◆ EXERCISE INSTRUCTIONS ◆
Please return every record exactly as it appears.

◆ Stored items ◆
══════════

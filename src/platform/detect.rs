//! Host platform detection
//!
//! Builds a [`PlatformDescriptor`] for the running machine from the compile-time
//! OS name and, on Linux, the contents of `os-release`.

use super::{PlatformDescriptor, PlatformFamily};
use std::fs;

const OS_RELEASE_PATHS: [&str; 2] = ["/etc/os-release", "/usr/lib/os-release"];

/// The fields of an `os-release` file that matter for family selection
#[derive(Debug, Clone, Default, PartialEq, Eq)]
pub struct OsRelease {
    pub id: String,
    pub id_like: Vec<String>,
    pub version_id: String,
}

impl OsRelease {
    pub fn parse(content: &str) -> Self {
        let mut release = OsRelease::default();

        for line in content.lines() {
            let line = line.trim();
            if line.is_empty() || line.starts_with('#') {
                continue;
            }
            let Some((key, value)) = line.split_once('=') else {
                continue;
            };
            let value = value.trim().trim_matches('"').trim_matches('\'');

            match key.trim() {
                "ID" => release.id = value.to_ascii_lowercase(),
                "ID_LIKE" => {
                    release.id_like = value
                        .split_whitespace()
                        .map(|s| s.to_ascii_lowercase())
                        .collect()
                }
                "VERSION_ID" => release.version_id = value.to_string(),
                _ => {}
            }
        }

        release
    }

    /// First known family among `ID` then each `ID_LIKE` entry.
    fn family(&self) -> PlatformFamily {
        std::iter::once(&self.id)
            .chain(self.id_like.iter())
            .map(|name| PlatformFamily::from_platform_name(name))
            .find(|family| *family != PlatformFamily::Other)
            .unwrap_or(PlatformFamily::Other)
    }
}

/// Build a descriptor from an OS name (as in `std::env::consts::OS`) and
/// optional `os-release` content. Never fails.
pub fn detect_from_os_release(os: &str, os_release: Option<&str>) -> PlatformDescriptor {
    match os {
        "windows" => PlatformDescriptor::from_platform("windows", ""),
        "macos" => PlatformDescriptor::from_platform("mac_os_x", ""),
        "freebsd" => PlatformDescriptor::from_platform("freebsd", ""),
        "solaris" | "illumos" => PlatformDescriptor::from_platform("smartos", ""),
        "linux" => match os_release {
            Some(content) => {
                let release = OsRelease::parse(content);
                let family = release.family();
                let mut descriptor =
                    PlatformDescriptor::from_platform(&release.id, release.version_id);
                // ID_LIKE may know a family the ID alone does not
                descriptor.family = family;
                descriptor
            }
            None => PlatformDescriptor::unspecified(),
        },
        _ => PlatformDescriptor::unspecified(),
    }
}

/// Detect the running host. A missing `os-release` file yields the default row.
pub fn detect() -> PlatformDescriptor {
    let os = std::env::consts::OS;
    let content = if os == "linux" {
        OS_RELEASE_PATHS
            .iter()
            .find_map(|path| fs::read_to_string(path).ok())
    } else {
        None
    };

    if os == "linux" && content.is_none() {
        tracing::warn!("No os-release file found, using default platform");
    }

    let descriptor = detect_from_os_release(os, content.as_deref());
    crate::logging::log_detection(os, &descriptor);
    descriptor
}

══════════

◆ EXERCISE ANSWER ◆
filename src/platform/detect.rs
//! Host platform detection
//!
//! Builds a [`PlatformDescriptor`] for the running machine from the compile-time
//! OS name and, on Linux, the contents of `os-release`.

use super::{PlatformDescriptor, PlatformFamily};
use std::fs;

const OS_RELEASE_PATHS: [&str; 2] = ["/etc/os-release", "/usr/lib/os-release"];

/// The fields of an `os-release` file that matter for family selection
#[derive(Debug, Clone, Default, PartialEq, Eq)]
pub struct OsRelease {
    pub id: String,
    pub id_like: Vec<String>,
    pub version_id: String,
}

impl OsRelease {
    pub fn parse(content: &str) -> Self {
        let mut release = OsRelease::default();

        for line in content.lines() {
            let line = line.trim();
            if line.is_empty() || line.starts_with('#') {
                continue;
            }
            let Some((key, value)) = line.split_once('=') else {
                continue;
            };
            let value = value.trim().trim_matches('"').trim_matches('\'');

            match key.trim() {
                "ID" => release.id = value.to_ascii_lowercase(),
                "ID_LIKE" => {
                    release.id_like = value
                        .split_whitespace()
                        .map(|s| s.to_ascii_lowercase())
                        .collect()
                }
                "VERSION_ID" => release.version_id = value.to_string(),
                _ => {}
            }
        }

        release
    }

    /// First known family among `ID` then each `ID_LIKE` entry.
    fn family(&self) -> PlatformFamily {
        std::iter::once(&self.id)
            .chain(self.id_like.iter())
            .map(|name| PlatformFamily::from_platform_name(name))
            .find(|family| *family != PlatformFamily::Other)
            .unwrap_or(PlatformFamily::Other)
    }
}

/// Build a descriptor from an OS name (as in `std::env::consts::OS`) and
/// optional `os-release` content. Never fails.
pub fn detect_from_os_release(os: &str, os_release: Option<&str>) -> PlatformDescriptor {
    match os {
        "windows" => PlatformDescriptor::from_platform("windows", ""),
        "macos" => PlatformDescriptor::from_platform("mac_os_x", ""),
        "freebsd" => PlatformDescriptor::from_platform("freebsd", ""),
        "solaris" | "illumos" => PlatformDescriptor::from_platform("smartos", ""),
        "linux" => match os_release {
            Some(content) => {
                let release = OsRelease::parse(content);
                let family = release.family();
                let mut descriptor =
                    PlatformDescriptor::from_platform(&release.id, release.version_id);
                // ID_LIKE may know a family the ID alone does not
                descriptor.family = family;
                descriptor
            }
            None => PlatformDescriptor::unspecified(),
        },
        _ => PlatformDescriptor::unspecified(),
    }
}

/// Detect the running host. A missing `os-release` file yields the default row.
pub fn detect() -> PlatformDescriptor {
    let os = std::env::consts::OS;
    let content = if os == "linux" {
        OS_RELEASE_PATHS
            .iter()
            .find_map(|path| fs::read_to_string(path).ok())
    } else {
        None
    };

    if os == "linux" && content.is_none() {
        tracing::warn!("No os-release file found, using default platform");
    }

    let descriptor = detect_from_os_release(os, content.as_deref());
    crate::logging::log_detection(os, &descriptor);
    descriptor
}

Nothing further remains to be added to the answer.